*** Extracted records Section Begins ***
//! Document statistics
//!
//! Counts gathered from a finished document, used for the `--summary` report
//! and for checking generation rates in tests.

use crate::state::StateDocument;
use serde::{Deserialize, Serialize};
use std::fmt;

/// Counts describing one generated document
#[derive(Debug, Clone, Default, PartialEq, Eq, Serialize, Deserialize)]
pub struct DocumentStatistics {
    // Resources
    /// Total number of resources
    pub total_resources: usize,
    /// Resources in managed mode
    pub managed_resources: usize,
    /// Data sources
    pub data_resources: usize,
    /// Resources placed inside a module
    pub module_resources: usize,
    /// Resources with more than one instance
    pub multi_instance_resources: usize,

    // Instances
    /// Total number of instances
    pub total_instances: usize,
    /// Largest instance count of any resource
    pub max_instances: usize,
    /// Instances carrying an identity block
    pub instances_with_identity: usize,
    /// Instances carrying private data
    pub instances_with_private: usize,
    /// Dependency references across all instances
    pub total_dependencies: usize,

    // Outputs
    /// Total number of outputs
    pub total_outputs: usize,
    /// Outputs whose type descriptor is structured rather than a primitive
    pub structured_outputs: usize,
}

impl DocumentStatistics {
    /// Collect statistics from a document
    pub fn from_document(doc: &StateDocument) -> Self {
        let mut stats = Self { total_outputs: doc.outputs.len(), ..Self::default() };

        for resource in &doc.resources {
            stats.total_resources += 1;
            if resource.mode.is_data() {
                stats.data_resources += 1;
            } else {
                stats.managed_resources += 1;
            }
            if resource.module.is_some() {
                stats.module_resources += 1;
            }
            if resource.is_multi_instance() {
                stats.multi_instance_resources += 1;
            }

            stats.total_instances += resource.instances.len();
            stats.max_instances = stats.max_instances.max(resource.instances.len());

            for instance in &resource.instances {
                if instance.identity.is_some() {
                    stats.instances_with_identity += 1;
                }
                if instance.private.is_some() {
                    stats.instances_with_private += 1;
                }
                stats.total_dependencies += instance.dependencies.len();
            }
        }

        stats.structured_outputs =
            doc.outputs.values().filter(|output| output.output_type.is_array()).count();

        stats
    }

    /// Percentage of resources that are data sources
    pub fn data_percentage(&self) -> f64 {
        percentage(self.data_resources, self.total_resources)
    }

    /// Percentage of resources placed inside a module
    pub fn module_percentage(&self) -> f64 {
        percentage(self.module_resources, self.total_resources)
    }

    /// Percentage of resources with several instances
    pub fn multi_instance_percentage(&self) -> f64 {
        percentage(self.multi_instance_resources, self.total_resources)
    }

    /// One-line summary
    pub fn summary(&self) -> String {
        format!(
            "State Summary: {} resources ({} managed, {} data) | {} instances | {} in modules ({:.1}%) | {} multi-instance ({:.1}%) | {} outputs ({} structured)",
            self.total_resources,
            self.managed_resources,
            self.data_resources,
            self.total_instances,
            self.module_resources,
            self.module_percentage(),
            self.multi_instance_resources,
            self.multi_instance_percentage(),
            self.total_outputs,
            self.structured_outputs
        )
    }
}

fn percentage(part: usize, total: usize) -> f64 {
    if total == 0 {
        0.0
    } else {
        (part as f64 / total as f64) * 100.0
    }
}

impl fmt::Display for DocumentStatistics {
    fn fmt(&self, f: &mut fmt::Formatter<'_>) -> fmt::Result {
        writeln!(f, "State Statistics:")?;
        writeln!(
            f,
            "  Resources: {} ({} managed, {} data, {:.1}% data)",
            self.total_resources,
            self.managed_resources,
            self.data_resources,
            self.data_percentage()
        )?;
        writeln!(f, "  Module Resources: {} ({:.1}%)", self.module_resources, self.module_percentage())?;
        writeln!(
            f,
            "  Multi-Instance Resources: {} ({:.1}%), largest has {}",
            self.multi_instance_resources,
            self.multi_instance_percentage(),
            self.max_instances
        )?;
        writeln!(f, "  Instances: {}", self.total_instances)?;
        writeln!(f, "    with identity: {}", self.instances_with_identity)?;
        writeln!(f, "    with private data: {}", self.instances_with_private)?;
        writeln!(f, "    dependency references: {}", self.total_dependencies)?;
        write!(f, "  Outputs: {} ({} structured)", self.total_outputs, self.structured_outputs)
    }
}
*** Extracted records Section Ends ***
*** Extracted records Section Begins ***
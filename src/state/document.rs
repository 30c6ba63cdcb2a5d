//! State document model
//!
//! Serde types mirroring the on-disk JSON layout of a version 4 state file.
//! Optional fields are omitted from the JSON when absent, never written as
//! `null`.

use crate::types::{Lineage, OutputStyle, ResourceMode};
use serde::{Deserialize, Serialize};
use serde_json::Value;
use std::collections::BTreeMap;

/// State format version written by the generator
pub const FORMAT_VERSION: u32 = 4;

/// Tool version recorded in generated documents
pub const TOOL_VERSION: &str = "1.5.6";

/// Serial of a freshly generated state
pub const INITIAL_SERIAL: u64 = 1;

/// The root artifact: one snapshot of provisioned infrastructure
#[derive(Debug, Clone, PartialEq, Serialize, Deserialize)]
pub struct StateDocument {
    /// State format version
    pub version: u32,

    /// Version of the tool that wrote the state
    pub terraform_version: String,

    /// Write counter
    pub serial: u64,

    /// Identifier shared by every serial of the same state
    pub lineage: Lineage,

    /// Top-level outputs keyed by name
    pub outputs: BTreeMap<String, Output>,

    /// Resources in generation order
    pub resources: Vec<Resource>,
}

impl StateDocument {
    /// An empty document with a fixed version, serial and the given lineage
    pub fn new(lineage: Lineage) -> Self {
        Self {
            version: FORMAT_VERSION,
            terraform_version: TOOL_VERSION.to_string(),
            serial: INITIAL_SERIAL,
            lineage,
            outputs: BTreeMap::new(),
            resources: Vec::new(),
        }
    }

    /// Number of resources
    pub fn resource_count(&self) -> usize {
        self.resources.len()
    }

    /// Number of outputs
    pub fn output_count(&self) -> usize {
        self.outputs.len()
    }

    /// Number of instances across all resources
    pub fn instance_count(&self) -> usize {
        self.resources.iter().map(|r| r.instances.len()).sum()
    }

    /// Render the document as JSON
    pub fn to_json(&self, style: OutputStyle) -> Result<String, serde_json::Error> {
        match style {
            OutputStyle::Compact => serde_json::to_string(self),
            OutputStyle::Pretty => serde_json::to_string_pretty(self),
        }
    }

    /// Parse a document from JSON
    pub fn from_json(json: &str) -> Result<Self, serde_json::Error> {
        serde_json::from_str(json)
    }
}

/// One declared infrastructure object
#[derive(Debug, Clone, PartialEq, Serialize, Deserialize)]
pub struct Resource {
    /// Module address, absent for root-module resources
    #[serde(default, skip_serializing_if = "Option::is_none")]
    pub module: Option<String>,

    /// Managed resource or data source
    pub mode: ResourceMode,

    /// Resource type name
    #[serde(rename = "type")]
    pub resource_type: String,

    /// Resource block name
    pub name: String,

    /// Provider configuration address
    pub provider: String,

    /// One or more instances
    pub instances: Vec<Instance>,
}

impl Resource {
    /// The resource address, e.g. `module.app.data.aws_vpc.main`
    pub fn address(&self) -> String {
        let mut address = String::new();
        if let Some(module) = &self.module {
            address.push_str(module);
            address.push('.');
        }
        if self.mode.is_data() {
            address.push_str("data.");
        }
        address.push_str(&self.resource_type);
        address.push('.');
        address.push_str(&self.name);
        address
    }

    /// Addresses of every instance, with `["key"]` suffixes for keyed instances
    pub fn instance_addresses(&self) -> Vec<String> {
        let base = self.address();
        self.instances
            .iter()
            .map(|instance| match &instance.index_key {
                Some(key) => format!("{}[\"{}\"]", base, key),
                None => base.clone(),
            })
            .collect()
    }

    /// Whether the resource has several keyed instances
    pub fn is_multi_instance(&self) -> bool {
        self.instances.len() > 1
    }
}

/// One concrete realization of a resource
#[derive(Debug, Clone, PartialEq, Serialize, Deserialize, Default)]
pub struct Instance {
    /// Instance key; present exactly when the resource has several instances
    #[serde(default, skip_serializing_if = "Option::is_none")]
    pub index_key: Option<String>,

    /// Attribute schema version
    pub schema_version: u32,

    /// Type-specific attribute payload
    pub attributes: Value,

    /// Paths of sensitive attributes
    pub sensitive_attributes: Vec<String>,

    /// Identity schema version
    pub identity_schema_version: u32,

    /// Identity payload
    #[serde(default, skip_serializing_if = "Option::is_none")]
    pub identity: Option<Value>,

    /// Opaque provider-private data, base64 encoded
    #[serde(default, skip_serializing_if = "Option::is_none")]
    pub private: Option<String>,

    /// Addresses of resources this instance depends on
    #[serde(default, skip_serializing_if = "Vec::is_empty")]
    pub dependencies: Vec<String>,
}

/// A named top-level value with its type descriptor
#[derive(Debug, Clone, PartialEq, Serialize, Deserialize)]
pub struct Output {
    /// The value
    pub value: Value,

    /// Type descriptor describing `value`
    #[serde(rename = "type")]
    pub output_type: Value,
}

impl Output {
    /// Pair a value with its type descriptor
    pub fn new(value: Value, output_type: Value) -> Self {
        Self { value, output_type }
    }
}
*** Extracted records Section Ends ***
Wherever the word "carrying" appears in the listing above, copy that line.

    /// Instances carrying an identity block
    /// Instances carrying private data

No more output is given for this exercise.